__WHAT IS EXPECTED__
Copy each entry below exactly as it reads.
- - -
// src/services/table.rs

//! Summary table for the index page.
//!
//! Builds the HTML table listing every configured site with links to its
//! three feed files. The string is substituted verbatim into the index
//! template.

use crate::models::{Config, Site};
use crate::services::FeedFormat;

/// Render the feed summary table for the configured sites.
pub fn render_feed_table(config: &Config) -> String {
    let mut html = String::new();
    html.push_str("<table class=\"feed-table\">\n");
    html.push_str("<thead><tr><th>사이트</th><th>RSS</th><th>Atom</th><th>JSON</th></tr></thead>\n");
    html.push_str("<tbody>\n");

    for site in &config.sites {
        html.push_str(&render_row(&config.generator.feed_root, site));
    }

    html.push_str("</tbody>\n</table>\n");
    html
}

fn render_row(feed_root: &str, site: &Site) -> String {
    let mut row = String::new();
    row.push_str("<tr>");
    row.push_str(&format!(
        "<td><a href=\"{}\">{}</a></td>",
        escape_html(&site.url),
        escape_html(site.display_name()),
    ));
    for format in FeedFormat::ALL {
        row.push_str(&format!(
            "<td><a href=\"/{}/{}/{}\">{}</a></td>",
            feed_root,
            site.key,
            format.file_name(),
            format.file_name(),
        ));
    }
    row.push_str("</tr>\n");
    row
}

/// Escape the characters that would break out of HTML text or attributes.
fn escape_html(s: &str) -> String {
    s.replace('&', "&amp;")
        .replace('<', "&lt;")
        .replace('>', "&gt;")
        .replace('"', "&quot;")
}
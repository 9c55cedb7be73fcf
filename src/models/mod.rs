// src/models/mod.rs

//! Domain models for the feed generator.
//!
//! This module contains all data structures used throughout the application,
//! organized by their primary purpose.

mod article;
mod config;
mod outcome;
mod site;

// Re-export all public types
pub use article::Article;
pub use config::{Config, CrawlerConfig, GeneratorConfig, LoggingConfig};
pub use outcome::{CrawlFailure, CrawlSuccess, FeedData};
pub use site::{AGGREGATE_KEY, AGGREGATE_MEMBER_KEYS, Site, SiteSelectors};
- - -
__PROBLEM SOLUTION__
// src/services/table.rs

//! Summary table for the index page.
//!
//! Builds the HTML table listing every configured site with links to its
//! three feed files. The string is substituted verbatim into the index
//! template.

use crate::models::{Config, Site};
use crate::services::FeedFormat;

/// Render the feed summary table for the configured sites.
pub fn render_feed_table(config: &Config) -> String {
    let mut html = String::new();
    html.push_str("<table class=\"feed-table\">\n");
    html.push_str("<thead><tr><th>사이트</th><th>RSS</th><th>Atom</th><th>JSON</th></tr></thead>\n");
    html.push_str("<tbody>\n");

    for site in &config.sites {
        html.push_str(&render_row(&config.generator.feed_root, site));
    }

    html.push_str("</tbody>\n</table>\n");
    html
}

fn render_row(feed_root: &str, site: &Site) -> String {
    let mut row = String::new();
    row.push_str("<tr>");
    row.push_str(&format!(
        "<td><a href=\"{}\">{}</a></td>",
        escape_html(&site.url),
        escape_html(site.display_name()),
    ));
    for format in FeedFormat::ALL {
        row.push_str(&format!(
            "<td><a href=\"/{}/{}/{}\">{}</a></td>",
            feed_root,
            site.key,
            format.file_name(),
            format.file_name(),
        ));
    }
    row.push_str("</tr>\n");
    row
}

/// Escape the characters that would break out of HTML text or attributes.
fn escape_html(s: &str) -> String {
    s.replace('&', "&amp;")
        .replace('<', "&lt;")
        .replace('>', "&gt;")
        .replace('"', "&quot;")
}
repository 9c55cedb7be73fcf
filename src/models/mod.rs
// src/models/mod.rs

//! Domain models for the feed generator.
//!
//! This module contains all data structures used throughout the application,
//! organized by their primary purpose.

mod article;
mod config;
mod outcome;
mod site;

// Re-export all public types
pub use article::Article;
pub use config::{Config, CrawlerConfig, GeneratorConfig, LoggingConfig};
pub use outcome::{CrawlFailure, CrawlSuccess, FeedData};
pub use site::{AGGREGATE_KEY, AGGREGATE_MEMBER_KEYS, Site, SiteSelectors};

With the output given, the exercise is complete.